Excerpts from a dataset
++++++

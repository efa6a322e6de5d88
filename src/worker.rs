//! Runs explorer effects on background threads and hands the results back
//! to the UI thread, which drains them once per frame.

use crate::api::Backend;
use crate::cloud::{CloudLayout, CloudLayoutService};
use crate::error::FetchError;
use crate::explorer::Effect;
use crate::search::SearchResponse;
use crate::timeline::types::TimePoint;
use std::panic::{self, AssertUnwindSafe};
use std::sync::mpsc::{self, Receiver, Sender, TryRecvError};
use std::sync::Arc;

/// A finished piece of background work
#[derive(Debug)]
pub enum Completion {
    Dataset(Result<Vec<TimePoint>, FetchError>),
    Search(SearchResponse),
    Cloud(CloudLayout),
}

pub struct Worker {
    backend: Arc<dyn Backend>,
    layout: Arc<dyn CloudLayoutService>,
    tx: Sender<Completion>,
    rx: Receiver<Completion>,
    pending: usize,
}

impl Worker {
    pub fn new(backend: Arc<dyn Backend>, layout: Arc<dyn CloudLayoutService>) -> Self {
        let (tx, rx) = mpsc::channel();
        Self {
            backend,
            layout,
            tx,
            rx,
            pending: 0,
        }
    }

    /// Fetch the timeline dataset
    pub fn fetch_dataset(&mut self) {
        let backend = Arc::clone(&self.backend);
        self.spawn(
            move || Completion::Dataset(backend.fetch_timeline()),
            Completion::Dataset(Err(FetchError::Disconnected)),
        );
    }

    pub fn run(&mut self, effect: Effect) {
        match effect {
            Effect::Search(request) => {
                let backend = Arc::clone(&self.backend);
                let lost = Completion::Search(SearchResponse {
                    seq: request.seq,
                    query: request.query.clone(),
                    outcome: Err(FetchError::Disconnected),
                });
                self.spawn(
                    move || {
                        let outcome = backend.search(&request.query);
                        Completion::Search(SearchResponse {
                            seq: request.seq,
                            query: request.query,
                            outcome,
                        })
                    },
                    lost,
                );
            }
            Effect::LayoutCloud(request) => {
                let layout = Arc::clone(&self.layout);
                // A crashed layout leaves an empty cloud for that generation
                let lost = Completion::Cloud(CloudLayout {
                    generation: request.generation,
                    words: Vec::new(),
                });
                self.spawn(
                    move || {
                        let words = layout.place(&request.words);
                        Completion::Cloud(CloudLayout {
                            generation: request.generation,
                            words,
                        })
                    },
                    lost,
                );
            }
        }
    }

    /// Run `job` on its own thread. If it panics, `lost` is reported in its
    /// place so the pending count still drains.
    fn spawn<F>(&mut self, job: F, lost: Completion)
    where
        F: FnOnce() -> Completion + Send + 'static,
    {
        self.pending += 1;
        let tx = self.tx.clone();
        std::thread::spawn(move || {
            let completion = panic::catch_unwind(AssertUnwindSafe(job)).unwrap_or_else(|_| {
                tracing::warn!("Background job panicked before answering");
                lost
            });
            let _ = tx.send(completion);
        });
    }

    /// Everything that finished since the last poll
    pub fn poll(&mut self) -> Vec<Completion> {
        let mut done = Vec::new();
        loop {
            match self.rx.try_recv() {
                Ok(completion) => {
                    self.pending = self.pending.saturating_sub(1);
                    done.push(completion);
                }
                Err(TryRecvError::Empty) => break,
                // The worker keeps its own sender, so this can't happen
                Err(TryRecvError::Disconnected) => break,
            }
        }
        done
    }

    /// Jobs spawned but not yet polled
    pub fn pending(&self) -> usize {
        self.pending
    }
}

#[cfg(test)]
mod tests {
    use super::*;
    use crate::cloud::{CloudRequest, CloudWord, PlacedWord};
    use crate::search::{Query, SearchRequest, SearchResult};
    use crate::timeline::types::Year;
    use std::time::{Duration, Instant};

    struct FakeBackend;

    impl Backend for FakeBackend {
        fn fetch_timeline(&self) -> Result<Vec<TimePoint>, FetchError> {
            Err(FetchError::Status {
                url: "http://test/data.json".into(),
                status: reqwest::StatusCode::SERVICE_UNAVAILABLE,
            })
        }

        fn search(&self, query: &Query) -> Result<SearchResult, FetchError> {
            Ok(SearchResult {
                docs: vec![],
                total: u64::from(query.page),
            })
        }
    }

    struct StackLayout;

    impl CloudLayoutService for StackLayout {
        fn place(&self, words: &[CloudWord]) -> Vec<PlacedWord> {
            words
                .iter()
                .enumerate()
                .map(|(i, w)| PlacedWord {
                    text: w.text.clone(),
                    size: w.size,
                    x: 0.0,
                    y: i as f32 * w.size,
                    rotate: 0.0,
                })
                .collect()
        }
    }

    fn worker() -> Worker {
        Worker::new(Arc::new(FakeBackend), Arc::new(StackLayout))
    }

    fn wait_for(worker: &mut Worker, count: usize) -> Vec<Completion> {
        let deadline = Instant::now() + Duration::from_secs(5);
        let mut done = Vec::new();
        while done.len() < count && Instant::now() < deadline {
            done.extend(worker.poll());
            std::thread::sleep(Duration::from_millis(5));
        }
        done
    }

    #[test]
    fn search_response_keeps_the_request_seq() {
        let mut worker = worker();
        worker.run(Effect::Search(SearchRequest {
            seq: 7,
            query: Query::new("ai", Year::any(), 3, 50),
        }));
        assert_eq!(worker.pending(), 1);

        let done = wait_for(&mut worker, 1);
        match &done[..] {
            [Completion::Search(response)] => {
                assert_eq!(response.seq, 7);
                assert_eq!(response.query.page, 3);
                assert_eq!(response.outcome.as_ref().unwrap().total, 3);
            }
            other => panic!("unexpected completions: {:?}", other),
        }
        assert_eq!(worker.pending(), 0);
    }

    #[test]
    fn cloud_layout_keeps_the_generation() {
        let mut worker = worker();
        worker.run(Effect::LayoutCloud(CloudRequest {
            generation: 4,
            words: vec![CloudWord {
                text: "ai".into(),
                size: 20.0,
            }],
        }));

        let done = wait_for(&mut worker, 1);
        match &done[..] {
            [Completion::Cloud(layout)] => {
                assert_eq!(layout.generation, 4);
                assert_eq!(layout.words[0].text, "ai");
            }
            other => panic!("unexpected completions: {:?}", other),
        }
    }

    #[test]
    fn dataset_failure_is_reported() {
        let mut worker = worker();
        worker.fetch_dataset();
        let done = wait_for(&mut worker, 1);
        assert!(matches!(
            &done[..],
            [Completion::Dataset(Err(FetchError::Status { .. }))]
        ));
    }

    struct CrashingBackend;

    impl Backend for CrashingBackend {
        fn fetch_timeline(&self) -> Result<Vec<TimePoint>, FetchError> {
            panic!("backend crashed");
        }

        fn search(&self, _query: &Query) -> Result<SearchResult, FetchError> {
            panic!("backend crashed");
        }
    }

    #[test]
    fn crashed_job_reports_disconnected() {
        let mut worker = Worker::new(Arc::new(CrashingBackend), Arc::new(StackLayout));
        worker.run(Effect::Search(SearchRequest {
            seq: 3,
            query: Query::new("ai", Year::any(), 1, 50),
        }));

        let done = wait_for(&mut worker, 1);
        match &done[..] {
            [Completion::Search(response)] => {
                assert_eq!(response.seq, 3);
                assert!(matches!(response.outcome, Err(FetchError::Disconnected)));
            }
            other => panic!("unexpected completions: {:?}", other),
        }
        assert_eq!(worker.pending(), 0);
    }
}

++++++

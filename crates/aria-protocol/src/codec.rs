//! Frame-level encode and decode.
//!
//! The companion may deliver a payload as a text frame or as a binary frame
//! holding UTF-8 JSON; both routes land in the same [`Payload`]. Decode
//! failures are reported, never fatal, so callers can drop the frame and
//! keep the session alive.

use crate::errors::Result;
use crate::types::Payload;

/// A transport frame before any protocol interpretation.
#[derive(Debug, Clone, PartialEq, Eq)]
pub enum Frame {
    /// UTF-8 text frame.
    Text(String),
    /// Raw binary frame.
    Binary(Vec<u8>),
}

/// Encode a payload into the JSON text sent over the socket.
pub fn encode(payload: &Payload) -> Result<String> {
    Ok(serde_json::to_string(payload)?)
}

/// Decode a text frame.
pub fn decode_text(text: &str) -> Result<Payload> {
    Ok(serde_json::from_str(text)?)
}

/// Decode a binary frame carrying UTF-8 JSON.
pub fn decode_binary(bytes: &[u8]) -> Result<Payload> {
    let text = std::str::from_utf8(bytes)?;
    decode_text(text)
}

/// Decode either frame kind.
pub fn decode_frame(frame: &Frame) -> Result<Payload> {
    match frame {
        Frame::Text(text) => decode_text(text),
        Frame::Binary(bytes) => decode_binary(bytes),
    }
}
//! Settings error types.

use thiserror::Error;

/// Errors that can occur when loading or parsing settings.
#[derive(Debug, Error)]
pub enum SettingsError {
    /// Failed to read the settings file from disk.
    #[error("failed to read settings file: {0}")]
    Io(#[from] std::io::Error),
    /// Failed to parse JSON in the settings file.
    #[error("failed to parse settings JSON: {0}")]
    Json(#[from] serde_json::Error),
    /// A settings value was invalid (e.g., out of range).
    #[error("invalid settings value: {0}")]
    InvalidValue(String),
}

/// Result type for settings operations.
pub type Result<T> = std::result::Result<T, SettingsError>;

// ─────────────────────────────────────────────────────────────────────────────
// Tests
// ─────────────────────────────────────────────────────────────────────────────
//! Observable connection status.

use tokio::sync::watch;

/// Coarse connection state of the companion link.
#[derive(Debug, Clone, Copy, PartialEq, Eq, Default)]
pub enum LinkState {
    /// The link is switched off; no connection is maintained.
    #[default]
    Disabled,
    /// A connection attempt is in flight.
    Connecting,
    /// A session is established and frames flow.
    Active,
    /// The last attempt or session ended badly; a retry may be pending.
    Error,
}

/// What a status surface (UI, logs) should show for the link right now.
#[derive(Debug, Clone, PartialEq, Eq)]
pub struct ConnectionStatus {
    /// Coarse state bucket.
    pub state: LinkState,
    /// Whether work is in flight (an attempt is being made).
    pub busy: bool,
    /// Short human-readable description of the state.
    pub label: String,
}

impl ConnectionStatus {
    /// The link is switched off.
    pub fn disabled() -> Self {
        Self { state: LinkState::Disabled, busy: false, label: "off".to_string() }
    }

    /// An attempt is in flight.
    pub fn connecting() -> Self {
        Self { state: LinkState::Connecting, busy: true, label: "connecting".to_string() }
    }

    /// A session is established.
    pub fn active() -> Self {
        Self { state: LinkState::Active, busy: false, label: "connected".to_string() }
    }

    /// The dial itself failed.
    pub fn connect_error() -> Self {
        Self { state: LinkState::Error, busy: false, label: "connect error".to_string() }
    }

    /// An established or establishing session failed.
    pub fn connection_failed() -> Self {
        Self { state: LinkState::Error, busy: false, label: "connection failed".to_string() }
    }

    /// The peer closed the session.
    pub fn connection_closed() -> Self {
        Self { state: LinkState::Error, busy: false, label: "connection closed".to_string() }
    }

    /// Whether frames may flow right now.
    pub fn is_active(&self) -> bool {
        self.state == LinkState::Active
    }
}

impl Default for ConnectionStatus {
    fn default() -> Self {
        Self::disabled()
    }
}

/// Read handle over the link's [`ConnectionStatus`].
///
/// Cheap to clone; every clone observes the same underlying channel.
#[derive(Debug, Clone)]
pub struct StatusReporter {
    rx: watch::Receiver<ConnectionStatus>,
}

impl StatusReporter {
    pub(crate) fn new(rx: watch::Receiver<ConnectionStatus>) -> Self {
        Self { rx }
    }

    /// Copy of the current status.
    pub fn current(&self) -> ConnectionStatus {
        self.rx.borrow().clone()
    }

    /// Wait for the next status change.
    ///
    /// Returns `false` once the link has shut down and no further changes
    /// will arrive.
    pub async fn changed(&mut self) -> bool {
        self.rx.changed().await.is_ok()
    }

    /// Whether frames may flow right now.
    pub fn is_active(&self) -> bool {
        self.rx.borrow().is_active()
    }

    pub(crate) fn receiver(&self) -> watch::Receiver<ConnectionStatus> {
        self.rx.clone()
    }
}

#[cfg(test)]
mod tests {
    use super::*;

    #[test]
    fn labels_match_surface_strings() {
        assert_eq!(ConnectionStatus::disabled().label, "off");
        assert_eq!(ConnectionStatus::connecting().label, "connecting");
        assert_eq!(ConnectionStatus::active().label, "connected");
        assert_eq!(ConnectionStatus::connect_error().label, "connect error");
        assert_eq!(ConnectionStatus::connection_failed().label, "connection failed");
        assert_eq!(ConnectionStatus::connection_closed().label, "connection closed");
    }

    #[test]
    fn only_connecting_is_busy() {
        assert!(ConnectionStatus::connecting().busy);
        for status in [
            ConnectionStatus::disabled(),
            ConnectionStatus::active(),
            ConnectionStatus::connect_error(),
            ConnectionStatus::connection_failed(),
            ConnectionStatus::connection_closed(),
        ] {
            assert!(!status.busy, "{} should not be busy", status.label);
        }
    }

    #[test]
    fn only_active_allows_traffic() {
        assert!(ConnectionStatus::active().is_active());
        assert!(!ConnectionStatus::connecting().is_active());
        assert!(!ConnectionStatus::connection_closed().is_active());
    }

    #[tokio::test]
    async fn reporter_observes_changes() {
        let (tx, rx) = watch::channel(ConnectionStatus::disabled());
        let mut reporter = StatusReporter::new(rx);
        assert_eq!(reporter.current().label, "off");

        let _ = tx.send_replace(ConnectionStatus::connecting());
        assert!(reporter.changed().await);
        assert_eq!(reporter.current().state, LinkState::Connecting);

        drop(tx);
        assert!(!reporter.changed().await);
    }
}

++++++

→ Problem description
Using the entries above, copy out all lines that contain the string "Receiver".

→ Response to this exercise
use std::sync::mpsc::{self, Receiver, Sender, TryRecvError};
    rx: Receiver<Completion>,
    rx: watch::Receiver<ConnectionStatus>,
    pub(crate) fn new(rx: watch::Receiver<ConnectionStatus>) -> Self {
    pub(crate) fn receiver(&self) -> watch::Receiver<ConnectionStatus> {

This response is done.